Directions for this task:
Within the records below, filter for lines carrying the word "NotificationEvent" and copy them.

Collected data entries:
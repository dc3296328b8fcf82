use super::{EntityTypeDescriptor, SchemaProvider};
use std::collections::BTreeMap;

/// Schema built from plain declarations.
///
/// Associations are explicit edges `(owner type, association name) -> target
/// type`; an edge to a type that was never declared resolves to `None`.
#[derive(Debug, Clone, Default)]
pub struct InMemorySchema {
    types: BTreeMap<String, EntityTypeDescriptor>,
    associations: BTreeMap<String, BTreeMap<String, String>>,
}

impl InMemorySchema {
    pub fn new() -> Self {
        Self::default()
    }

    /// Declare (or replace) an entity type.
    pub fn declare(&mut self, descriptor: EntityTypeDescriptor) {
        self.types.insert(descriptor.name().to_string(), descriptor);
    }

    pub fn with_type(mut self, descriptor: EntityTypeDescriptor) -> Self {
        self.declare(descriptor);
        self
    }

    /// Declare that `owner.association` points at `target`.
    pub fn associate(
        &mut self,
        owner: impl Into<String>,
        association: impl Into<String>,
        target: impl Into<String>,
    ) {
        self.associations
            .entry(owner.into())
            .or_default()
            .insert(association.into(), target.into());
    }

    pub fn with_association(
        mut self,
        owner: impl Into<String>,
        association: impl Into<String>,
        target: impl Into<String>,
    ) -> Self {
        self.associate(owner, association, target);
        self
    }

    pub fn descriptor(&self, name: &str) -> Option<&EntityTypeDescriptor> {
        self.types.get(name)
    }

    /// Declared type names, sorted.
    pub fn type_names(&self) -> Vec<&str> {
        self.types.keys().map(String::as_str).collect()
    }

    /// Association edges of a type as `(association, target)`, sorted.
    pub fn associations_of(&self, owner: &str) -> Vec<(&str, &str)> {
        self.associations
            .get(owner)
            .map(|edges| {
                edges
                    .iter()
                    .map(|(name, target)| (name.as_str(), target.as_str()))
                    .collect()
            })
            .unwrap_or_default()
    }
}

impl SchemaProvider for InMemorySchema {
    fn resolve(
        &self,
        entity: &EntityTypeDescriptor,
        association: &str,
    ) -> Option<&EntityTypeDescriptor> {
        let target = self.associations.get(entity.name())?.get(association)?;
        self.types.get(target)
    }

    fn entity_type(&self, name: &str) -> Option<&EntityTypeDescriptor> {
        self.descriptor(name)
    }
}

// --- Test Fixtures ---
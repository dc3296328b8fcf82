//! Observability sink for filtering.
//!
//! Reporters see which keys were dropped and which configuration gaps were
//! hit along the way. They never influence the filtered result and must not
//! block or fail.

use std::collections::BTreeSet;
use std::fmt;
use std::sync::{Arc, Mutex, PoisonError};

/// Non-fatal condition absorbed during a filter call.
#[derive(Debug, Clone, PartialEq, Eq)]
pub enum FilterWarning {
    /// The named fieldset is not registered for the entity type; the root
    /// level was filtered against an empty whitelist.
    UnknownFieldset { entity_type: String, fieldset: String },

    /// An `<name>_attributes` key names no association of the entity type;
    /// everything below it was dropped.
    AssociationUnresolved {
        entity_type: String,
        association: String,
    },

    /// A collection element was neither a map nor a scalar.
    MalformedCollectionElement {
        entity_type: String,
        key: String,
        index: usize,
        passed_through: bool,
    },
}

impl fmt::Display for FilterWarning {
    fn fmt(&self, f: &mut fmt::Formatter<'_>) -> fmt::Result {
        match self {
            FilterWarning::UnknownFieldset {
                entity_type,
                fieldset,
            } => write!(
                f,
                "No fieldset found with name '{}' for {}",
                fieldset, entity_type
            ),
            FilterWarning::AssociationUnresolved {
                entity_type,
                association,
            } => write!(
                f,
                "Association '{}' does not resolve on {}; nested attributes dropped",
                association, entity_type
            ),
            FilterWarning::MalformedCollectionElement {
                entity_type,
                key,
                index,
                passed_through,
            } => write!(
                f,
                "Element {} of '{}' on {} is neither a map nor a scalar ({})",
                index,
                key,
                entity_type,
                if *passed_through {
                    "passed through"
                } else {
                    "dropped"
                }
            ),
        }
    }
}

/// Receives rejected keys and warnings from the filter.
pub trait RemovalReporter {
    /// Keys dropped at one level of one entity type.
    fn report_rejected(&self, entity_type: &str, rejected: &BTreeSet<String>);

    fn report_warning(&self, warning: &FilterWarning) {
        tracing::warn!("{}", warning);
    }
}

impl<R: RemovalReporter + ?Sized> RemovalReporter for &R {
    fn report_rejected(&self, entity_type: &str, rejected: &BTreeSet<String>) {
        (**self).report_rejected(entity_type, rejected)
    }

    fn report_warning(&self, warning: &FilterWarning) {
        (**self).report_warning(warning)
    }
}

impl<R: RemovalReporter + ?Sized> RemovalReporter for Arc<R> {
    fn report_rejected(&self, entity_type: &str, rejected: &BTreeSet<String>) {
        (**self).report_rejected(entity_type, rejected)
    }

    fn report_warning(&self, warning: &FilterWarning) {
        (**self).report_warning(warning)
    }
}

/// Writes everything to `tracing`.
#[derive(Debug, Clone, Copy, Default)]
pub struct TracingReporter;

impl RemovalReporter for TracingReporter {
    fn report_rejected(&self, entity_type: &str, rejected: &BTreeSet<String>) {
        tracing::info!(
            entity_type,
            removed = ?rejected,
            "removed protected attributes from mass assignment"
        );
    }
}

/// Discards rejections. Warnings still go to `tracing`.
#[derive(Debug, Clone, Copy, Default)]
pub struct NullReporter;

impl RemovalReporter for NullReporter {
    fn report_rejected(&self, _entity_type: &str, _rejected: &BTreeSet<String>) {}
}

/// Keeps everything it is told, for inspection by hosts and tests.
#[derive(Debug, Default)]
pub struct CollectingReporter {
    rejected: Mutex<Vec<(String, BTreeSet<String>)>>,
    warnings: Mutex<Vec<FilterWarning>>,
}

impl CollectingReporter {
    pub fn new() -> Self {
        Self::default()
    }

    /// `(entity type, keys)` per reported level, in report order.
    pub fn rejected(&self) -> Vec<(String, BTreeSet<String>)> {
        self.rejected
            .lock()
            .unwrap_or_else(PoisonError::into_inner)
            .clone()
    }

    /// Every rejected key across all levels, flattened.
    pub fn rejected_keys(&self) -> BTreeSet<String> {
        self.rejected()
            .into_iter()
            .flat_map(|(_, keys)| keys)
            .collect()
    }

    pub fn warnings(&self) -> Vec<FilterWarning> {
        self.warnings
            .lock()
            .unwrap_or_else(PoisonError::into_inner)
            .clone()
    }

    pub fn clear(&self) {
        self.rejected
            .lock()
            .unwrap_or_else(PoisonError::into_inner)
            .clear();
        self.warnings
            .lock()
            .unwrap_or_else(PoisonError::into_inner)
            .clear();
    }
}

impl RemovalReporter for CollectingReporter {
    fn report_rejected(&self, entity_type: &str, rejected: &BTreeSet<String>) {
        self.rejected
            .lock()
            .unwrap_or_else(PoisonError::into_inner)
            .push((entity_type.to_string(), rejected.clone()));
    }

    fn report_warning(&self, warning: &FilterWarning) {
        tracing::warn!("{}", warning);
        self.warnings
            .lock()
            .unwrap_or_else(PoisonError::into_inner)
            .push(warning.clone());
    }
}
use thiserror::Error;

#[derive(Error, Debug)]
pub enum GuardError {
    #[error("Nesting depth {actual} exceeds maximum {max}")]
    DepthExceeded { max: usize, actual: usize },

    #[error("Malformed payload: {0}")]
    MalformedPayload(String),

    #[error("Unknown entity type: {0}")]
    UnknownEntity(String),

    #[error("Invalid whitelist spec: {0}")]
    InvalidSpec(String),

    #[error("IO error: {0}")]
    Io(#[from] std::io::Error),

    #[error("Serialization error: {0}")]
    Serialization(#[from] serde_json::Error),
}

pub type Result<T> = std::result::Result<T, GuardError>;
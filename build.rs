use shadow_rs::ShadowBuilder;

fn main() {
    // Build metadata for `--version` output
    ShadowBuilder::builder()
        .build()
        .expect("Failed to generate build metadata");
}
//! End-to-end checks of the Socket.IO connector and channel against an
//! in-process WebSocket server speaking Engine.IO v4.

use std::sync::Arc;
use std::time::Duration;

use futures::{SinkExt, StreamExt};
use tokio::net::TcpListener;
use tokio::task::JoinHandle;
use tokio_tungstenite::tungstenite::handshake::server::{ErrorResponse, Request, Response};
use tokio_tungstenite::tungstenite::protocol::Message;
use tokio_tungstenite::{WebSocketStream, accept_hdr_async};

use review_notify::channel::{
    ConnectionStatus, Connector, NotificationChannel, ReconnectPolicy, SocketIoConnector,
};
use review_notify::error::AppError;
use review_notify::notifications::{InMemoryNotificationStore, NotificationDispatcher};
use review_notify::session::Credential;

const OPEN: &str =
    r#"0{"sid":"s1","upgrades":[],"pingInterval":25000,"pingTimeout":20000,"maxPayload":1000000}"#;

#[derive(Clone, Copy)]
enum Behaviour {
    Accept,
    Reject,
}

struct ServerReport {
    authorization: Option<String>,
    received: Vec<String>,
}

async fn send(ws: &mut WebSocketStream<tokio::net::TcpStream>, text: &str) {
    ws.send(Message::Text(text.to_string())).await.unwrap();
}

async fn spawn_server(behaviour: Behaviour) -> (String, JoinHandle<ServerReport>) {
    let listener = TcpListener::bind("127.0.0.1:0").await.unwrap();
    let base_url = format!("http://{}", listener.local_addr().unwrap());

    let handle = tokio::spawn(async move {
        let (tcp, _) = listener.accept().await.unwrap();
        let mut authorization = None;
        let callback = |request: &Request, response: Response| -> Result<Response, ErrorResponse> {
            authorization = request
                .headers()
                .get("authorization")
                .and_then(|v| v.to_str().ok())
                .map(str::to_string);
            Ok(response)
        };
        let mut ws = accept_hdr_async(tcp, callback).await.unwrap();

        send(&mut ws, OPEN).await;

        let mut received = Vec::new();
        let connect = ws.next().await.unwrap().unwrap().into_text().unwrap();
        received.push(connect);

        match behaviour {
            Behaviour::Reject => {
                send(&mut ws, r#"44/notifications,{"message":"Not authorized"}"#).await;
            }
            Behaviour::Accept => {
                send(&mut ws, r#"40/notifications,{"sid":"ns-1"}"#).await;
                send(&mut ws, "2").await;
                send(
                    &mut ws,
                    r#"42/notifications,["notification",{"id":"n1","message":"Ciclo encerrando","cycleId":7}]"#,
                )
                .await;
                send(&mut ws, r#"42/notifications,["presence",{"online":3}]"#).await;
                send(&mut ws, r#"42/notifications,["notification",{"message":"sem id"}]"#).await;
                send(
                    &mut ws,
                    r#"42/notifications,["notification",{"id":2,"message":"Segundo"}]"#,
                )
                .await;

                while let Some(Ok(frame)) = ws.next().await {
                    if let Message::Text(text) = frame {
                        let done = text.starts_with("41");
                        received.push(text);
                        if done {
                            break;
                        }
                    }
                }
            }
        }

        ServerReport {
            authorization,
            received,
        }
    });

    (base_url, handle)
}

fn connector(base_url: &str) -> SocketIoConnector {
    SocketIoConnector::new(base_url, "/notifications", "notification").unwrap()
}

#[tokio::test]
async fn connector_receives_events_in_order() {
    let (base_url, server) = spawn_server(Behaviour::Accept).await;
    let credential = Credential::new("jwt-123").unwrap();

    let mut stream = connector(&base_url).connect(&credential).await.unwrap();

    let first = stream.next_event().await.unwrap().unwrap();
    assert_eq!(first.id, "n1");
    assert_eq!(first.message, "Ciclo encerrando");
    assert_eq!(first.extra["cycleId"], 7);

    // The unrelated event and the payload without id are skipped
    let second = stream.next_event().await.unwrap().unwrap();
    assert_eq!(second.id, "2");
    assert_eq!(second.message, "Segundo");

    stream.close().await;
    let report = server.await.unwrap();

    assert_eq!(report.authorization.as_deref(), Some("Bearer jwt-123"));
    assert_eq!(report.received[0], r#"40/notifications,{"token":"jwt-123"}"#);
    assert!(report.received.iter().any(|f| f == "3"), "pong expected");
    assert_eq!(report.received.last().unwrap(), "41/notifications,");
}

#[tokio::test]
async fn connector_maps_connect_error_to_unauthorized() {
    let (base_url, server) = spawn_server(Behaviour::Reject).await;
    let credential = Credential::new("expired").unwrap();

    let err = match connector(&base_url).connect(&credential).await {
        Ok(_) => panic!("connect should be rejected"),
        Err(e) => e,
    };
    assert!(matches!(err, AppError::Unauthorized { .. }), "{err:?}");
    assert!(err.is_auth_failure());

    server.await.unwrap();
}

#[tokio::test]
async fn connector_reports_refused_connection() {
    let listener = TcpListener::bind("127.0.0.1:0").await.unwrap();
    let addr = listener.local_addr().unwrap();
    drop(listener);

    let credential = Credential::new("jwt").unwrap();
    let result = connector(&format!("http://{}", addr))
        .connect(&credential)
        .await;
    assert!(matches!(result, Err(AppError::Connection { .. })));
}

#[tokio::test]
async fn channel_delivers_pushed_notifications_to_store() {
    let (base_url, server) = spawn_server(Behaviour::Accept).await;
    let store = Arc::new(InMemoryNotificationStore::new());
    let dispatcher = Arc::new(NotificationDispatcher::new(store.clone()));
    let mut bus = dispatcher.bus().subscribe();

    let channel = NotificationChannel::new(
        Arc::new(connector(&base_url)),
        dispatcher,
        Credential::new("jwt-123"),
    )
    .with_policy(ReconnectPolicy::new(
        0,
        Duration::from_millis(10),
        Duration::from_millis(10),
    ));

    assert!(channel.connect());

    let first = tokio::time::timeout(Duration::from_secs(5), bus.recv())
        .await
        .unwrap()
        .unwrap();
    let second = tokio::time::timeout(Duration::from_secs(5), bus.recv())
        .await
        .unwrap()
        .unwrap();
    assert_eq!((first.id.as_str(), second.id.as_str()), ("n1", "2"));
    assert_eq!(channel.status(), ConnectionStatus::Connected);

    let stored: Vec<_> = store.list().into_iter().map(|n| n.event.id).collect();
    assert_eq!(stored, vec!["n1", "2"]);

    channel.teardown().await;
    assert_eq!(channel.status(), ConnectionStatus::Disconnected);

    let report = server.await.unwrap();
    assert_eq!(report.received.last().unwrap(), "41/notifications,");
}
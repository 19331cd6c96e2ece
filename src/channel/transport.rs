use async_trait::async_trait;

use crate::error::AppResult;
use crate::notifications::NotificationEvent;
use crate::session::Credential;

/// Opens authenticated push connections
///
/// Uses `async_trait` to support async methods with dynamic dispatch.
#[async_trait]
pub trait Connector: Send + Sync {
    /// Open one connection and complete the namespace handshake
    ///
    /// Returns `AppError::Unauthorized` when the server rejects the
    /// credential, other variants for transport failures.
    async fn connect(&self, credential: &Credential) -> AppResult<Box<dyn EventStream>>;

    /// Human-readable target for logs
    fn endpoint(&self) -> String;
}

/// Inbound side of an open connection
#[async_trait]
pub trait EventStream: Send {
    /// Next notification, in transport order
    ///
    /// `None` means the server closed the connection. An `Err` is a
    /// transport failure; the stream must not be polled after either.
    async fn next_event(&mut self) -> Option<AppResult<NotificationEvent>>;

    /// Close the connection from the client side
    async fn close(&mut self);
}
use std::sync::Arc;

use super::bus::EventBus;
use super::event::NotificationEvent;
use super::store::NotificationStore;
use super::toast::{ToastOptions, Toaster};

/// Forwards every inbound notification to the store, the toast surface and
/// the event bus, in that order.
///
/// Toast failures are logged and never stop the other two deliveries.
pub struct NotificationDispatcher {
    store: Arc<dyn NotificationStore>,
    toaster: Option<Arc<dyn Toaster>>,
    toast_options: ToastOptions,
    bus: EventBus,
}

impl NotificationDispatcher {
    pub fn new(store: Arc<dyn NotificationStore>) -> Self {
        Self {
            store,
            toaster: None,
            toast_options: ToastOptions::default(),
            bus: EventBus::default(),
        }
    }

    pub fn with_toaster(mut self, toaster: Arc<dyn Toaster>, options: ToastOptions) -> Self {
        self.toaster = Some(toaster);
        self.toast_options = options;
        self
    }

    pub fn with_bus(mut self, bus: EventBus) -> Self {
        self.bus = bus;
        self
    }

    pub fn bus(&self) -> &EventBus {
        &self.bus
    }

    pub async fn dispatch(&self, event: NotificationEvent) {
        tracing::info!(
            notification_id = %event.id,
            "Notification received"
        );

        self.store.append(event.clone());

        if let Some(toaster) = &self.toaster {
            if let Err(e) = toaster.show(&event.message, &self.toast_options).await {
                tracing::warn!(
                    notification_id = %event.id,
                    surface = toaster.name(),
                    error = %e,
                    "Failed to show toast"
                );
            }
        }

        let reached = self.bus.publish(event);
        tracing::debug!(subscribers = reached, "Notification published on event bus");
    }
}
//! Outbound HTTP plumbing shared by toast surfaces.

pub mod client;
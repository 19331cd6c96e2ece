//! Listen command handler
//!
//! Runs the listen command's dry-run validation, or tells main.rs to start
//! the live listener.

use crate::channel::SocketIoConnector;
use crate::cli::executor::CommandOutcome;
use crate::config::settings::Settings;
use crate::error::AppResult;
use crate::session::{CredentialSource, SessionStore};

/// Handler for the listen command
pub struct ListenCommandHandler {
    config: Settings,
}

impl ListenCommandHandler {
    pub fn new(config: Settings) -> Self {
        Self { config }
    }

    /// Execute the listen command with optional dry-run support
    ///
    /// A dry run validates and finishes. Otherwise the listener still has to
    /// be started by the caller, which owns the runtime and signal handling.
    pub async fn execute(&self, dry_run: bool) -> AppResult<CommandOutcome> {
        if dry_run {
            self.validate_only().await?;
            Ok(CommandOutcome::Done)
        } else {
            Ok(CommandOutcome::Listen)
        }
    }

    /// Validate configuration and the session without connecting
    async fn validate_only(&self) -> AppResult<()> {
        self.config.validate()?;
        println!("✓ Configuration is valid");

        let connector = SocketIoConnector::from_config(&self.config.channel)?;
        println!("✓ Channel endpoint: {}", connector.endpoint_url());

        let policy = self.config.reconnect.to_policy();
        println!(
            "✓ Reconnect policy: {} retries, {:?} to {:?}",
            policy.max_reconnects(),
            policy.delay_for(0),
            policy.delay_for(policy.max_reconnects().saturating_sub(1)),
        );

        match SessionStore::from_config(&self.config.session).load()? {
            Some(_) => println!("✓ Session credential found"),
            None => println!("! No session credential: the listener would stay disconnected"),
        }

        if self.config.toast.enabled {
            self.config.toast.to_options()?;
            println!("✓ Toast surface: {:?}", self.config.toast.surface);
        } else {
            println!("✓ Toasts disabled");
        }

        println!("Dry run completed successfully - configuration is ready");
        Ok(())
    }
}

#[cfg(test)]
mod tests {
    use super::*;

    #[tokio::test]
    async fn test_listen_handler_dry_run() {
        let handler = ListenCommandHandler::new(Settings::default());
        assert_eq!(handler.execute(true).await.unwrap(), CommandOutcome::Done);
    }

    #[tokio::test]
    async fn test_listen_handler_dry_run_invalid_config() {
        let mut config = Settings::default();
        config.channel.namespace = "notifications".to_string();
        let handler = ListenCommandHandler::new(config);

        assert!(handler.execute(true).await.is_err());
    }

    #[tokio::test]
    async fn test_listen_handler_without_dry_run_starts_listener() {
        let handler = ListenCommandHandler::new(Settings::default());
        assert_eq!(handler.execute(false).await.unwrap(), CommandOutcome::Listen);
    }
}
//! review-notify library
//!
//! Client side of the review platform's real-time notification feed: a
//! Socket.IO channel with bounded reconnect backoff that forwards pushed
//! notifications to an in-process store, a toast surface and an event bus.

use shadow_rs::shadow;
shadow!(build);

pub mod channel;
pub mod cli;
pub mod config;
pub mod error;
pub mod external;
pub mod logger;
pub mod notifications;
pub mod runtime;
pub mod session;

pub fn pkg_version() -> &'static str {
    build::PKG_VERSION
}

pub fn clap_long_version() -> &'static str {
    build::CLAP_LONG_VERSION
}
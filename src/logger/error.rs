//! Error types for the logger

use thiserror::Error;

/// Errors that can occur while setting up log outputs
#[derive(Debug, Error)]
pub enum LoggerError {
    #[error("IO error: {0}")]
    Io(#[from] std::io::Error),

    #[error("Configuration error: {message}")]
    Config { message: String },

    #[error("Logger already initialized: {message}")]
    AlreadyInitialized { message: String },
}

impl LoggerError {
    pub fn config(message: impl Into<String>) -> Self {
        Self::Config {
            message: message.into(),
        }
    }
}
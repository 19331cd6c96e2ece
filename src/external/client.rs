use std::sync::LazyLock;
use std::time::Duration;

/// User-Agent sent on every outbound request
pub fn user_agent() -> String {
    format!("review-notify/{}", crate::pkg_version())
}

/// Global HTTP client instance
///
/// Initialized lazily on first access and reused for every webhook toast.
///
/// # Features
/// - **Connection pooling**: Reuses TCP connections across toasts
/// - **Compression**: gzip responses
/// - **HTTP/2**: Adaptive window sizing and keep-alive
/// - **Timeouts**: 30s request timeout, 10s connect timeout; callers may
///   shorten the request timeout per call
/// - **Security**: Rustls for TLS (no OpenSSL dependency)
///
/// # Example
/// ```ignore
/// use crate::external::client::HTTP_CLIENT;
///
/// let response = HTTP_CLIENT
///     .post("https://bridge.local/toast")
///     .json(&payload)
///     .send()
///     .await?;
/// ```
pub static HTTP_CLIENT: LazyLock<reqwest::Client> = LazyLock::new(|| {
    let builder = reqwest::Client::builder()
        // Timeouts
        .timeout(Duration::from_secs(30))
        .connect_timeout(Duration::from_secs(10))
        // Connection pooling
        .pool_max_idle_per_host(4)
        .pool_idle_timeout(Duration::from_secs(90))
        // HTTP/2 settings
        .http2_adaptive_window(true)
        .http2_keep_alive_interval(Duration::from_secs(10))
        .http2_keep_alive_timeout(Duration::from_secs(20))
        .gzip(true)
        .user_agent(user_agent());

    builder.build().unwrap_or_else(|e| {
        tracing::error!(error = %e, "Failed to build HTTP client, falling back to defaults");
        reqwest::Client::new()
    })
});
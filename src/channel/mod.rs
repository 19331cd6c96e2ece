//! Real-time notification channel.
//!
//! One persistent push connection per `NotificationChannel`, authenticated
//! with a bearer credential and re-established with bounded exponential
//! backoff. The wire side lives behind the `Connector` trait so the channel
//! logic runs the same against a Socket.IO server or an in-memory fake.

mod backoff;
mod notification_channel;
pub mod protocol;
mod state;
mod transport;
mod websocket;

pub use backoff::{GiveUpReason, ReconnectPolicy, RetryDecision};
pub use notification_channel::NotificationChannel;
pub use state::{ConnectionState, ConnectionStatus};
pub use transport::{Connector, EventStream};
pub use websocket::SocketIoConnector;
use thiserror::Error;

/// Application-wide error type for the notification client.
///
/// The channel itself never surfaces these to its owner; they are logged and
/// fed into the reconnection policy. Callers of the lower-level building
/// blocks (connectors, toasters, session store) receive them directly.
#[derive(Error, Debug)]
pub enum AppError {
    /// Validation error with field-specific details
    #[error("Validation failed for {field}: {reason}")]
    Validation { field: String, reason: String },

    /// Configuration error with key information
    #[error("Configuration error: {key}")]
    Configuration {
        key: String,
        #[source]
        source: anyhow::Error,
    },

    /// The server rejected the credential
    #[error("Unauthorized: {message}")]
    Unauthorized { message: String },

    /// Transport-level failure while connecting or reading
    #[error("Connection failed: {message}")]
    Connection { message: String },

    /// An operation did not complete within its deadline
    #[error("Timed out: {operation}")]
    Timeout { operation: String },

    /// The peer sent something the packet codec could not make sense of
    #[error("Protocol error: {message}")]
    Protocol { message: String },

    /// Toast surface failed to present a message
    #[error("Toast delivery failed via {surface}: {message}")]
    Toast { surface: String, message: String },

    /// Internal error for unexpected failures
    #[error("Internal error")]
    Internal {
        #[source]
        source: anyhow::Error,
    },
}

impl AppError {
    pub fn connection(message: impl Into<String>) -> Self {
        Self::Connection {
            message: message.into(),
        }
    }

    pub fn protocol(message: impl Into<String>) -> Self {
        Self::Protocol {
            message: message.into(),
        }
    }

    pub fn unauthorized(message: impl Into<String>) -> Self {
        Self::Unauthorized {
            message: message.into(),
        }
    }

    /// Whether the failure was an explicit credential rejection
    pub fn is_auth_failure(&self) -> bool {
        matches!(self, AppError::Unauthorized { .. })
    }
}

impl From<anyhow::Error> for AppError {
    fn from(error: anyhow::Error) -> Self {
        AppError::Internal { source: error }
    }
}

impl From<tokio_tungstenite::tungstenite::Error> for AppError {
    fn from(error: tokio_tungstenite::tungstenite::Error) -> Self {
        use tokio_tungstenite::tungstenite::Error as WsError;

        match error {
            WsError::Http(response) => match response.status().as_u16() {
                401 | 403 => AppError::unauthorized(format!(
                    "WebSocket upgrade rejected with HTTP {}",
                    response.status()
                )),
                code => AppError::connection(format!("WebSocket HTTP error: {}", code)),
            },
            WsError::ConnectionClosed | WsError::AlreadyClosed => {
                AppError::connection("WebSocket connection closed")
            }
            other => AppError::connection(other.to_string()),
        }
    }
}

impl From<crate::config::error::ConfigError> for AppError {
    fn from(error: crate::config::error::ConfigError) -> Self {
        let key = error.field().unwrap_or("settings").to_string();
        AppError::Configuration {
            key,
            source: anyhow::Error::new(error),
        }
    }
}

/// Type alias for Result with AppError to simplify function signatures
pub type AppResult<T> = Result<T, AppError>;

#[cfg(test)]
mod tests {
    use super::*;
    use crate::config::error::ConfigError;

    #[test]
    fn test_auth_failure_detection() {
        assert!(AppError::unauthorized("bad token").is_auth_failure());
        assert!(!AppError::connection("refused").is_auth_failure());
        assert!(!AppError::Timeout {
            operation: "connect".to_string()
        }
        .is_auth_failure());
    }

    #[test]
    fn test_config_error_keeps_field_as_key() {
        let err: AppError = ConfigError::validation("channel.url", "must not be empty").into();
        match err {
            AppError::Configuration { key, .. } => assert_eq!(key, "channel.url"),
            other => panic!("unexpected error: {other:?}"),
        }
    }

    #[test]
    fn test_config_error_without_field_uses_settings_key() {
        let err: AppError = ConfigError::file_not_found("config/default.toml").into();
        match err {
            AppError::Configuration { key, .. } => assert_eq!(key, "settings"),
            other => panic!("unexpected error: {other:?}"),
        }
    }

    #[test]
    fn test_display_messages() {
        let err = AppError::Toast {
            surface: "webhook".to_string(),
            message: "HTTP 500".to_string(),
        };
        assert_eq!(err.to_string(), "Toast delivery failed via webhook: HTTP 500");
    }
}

Finished task:
use crate::notifications::NotificationEvent;
    async fn next_event(&mut self) -> Option<AppResult<NotificationEvent>>;
use super::event::NotificationEvent;
    pub async fn dispatch(&self, event: NotificationEvent) {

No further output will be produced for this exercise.